**PROBLEM DESCRIPTION**.
Locate every line in the records below that contains the word "ProtoMessage", and copy each one.

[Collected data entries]
------------------------------------------------------------------------

use rpc::rag::{
    Message as ProtoMessage, QueryRequest, QueryResponse, QueryStreamRequest, QueryStreamResponse,
    Role as ProtoRole, StopReason as ProtoStopReason,
};
use rpc::vectorstore::{
    InsertTextsRequest, SearchTextRequest, insert_texts_request, search_text_response::SimilarText,
};

use crate::metadata::{metadata_from_proto, metadata_to_proto};
use crate::models::{
    Document, InsertTextsInput, Message, QueryInput, QueryResult, QueryStreamResultEvent, Role, SearchQuery,
    SearchResult, StopReason,
};

// ===== Messages =====

pub fn role_from_proto(proto: i32) -> Role {
    match ProtoRole::try_from(proto) {
        Ok(ProtoRole::System) => Role::System,
        Ok(ProtoRole::Assistant) => Role::Assistant,
        Ok(ProtoRole::User) => Role::User,
        _ => Role::Unspecified,
    }
}

pub fn role_to_proto(role: Role) -> i32 {
    match role {
        Role::Unspecified => ProtoRole::Unspecified as i32,
        Role::System => ProtoRole::System as i32,
        Role::Assistant => ProtoRole::Assistant as i32,
        Role::User => ProtoRole::User as i32,
    }
}

impl From<ProtoMessage> for Message {
    fn from(proto: ProtoMessage) -> Self {
        Message {
            role: role_from_proto(proto.role),
            content: proto.content,
        }
    }
}

impl From<Message> for ProtoMessage {
    fn from(message: Message) -> Self {
        ProtoMessage {
            role: role_to_proto(message.role),
            content: message.content,
        }
    }
}

// ===== Queries =====

impl From<QueryRequest> for QueryInput {
    fn from(proto: QueryRequest) -> Self {
        QueryInput {
            query: proto.query,
            messages: proto.messages.into_iter().map(Into::into).collect(),
        }
    }
}

impl From<QueryStreamRequest> for QueryInput {
    fn from(proto: QueryStreamRequest) -> Self {
        QueryInput {
            query: proto.query,
            messages: proto.messages.into_iter().map(Into::into).collect(),
        }
    }
}

impl From<QueryInput> for QueryRequest {
    fn from(input: QueryInput) -> Self {
        QueryRequest {
            query: input.query,
            messages: input.messages.into_iter().map(Into::into).collect(),
        }
    }
}

impl From<QueryInput> for QueryStreamRequest {
    fn from(input: QueryInput) -> Self {
        QueryStreamRequest {
            query: input.query,
            messages: input.messages.into_iter().map(Into::into).collect(),
        }
    }
}

impl From<QueryResult> for QueryResponse {
    fn from(result: QueryResult) -> Self {
        QueryResponse {
            content: result.content,
            created_in_ms: result.created_in_ms,
        }
    }
}

impl From<QueryResponse> for QueryResult {
    fn from(proto: QueryResponse) -> Self {
        QueryResult {
            content: proto.content,
            created_in_ms: proto.created_in_ms,
        }
    }
}

pub fn stop_reason_from_proto(proto: i32) -> StopReason {
    match ProtoStopReason::try_from(proto) {
        Ok(ProtoStopReason::Done) => StopReason::Done,
        Ok(ProtoStopReason::Error) => StopReason::Error,
        _ => StopReason::Unspecified,
    }
}

pub fn stop_reason_to_proto(reason: StopReason) -> i32 {
    match reason {
        StopReason::Unspecified => ProtoStopReason::Unspecified as i32,
        StopReason::Done => ProtoStopReason::Done as i32,
        StopReason::Error => ProtoStopReason::Error as i32,
    }
}

/// Errors travel in-band as their display text.
impl From<QueryStreamResultEvent> for QueryStreamResponse {
    fn from(event: QueryStreamResultEvent) -> Self {
        QueryStreamResponse {
            content: event.content,
            created_at_ms: event.created_at_ms,
            stop_reason: stop_reason_to_proto(event.stop_reason),
            error: event.error.map(|e| e.to_string()).unwrap_or_default(),
        }
    }
}

// ===== Vector store =====

impl From<SearchQuery> for SearchTextRequest {
    fn from(query: SearchQuery) -> Self {
        SearchTextRequest {
            text: query.text,
            top_k: i64::from(query.top_k),
            filter: Some(metadata_to_proto(query.filter)),
            min_score: query.min_score,
        }
    }
}

/// Out-of-range `top_k` values saturate and are rejected by validation.
impl From<SearchTextRequest> for SearchQuery {
    fn from(proto: SearchTextRequest) -> Self {
        SearchQuery {
            text: proto.text,
            top_k: u32::try_from(proto.top_k.max(0)).unwrap_or(u32::MAX),
            min_score: proto.min_score,
            filter: proto.filter.map(metadata_from_proto).unwrap_or_default(),
        }
    }
}

impl From<SearchResult> for SimilarText {
    fn from(result: SearchResult) -> Self {
        SimilarText {
            text: result.text,
            score: result.score,
            metadata: Some(metadata_to_proto(result.metadata)),
        }
    }
}

impl From<SimilarText> for SearchResult {
    fn from(proto: SimilarText) -> Self {
        SearchResult {
            text: proto.text,
            score: proto.score,
            metadata: proto.metadata.map(metadata_from_proto).unwrap_or_default(),
        }
    }
}

impl From<Document> for insert_texts_request::Text {
    fn from(document: Document) -> Self {
        insert_texts_request::Text {
            text: document.text,
            metadata: Some(metadata_to_proto(document.metadata)),
        }
    }
}

impl From<insert_texts_request::Text> for Document {
    fn from(proto: insert_texts_request::Text) -> Self {
        Document {
            text: proto.text,
            metadata: proto.metadata.map(metadata_from_proto).unwrap_or_default(),
        }
    }
}

impl From<InsertTextsRequest> for InsertTextsInput {
    fn from(proto: InsertTextsRequest) -> Self {
        InsertTextsInput {
            texts: proto.texts.into_iter().map(Into::into).collect(),
        }
    }
}

#[cfg(test)]
mod tests {
    use super::*;
    use crate::error::RagError;
    use crate::metadata::MetadataValue;

    #[test]
    fn test_unknown_role_is_unspecified() {
        assert_eq!(role_from_proto(ProtoRole::Assistant as i32), Role::Assistant);
        assert_eq!(role_from_proto(42), Role::Unspecified);
    }

    #[test]
    fn test_stream_request_keeps_history_order() {
        let proto = QueryStreamRequest {
            query: "why?".into(),
            messages: vec![
                ProtoMessage {
                    role: ProtoRole::User as i32,
                    content: "first".into(),
                },
                ProtoMessage {
                    role: ProtoRole::Assistant as i32,
                    content: "second".into(),
                },
            ],
        };

        let input = QueryInput::from(proto);
        assert_eq!(input.query, "why?");
        assert_eq!(input.messages, vec![Message::user("first"), Message::assistant("second")]);
    }

    #[test]
    fn test_error_event_to_proto() {
        let event = QueryStreamResultEvent::failed(RagError::Completion("model overloaded".into()), 77);
        let proto = QueryStreamResponse::from(event);

        assert_eq!(proto.stop_reason, ProtoStopReason::Error as i32);
        assert_eq!(proto.error, "Completion error: model overloaded");
        assert_eq!(proto.created_at_ms, 77);
        assert!(proto.content.is_empty());
    }

    #[test]
    fn test_similar_text_metadata() {
        let mut fields = std::collections::BTreeMap::new();
        fields.insert(
            "page".to_string(),
            prost_types::Value {
                kind: Some(prost_types::value::Kind::NumberValue(12.0)),
            },
        );
        let proto = SimilarText {
            text: "passage".into(),
            score: 0.8,
            metadata: Some(prost_types::Struct { fields }),
        };

        let result = SearchResult::from(proto);
        assert_eq!(result.metadata["page"], MetadataValue::Int(12));

        let bare = SearchResult::from(SimilarText {
            text: "x".into(),
            score: 0.1,
            metadata: None,
        });
        assert!(bare.metadata.is_empty());
    }

    #[test]
    fn test_search_request_carries_empty_filter() {
        let request = SearchTextRequest::from(SearchQuery {
            text: "q".into(),
            top_k: 5,
            min_score: 0.4,
            filter: Default::default(),
        });
        assert_eq!(request.top_k, 5);
        assert_eq!(request.filter, Some(prost_types::Struct::default()));
    }

    #[test]
    fn test_search_request_top_k_saturates() {
        let request = |top_k| SearchTextRequest {
            text: "q".into(),
            top_k,
            filter: None,
            min_score: 0.0,
        };

        assert_eq!(SearchQuery::from(request(7)).top_k, 7);
        assert_eq!(SearchQuery::from(request(-3)).top_k, 0);
        assert_eq!(SearchQuery::from(request(i64::MAX)).top_k, u32::MAX);
        assert!(SearchQuery::from(request(-3)).filter.is_empty());
    }

    #[test]
    fn test_insert_request_keeps_text_order() {
        let input = InsertTextsInput::from(InsertTextsRequest {
            texts: vec![
                insert_texts_request::Text {
                    text: "first".into(),
                    metadata: None,
                },
                insert_texts_request::Text {
                    text: "second".into(),
                    metadata: Some(metadata_to_proto(
                        [("lang".to_string(), MetadataValue::from("en"))].into(),
                    )),
                },
            ],
        });

        assert_eq!(input.texts[0], Document::new("first"));
        assert_eq!(input.texts[1].metadata["lang"], MetadataValue::from("en"));
    }
}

------------------------------------------------------------------------

**RESULT FOR THIS TASK**.
    Message as ProtoMessage, QueryRequest, QueryResponse, QueryStreamRequest, QueryStreamResponse,
impl From<ProtoMessage> for Message {
    fn from(proto: ProtoMessage) -> Self {
impl From<Message> for ProtoMessage {
        ProtoMessage {
                ProtoMessage {
                ProtoMessage {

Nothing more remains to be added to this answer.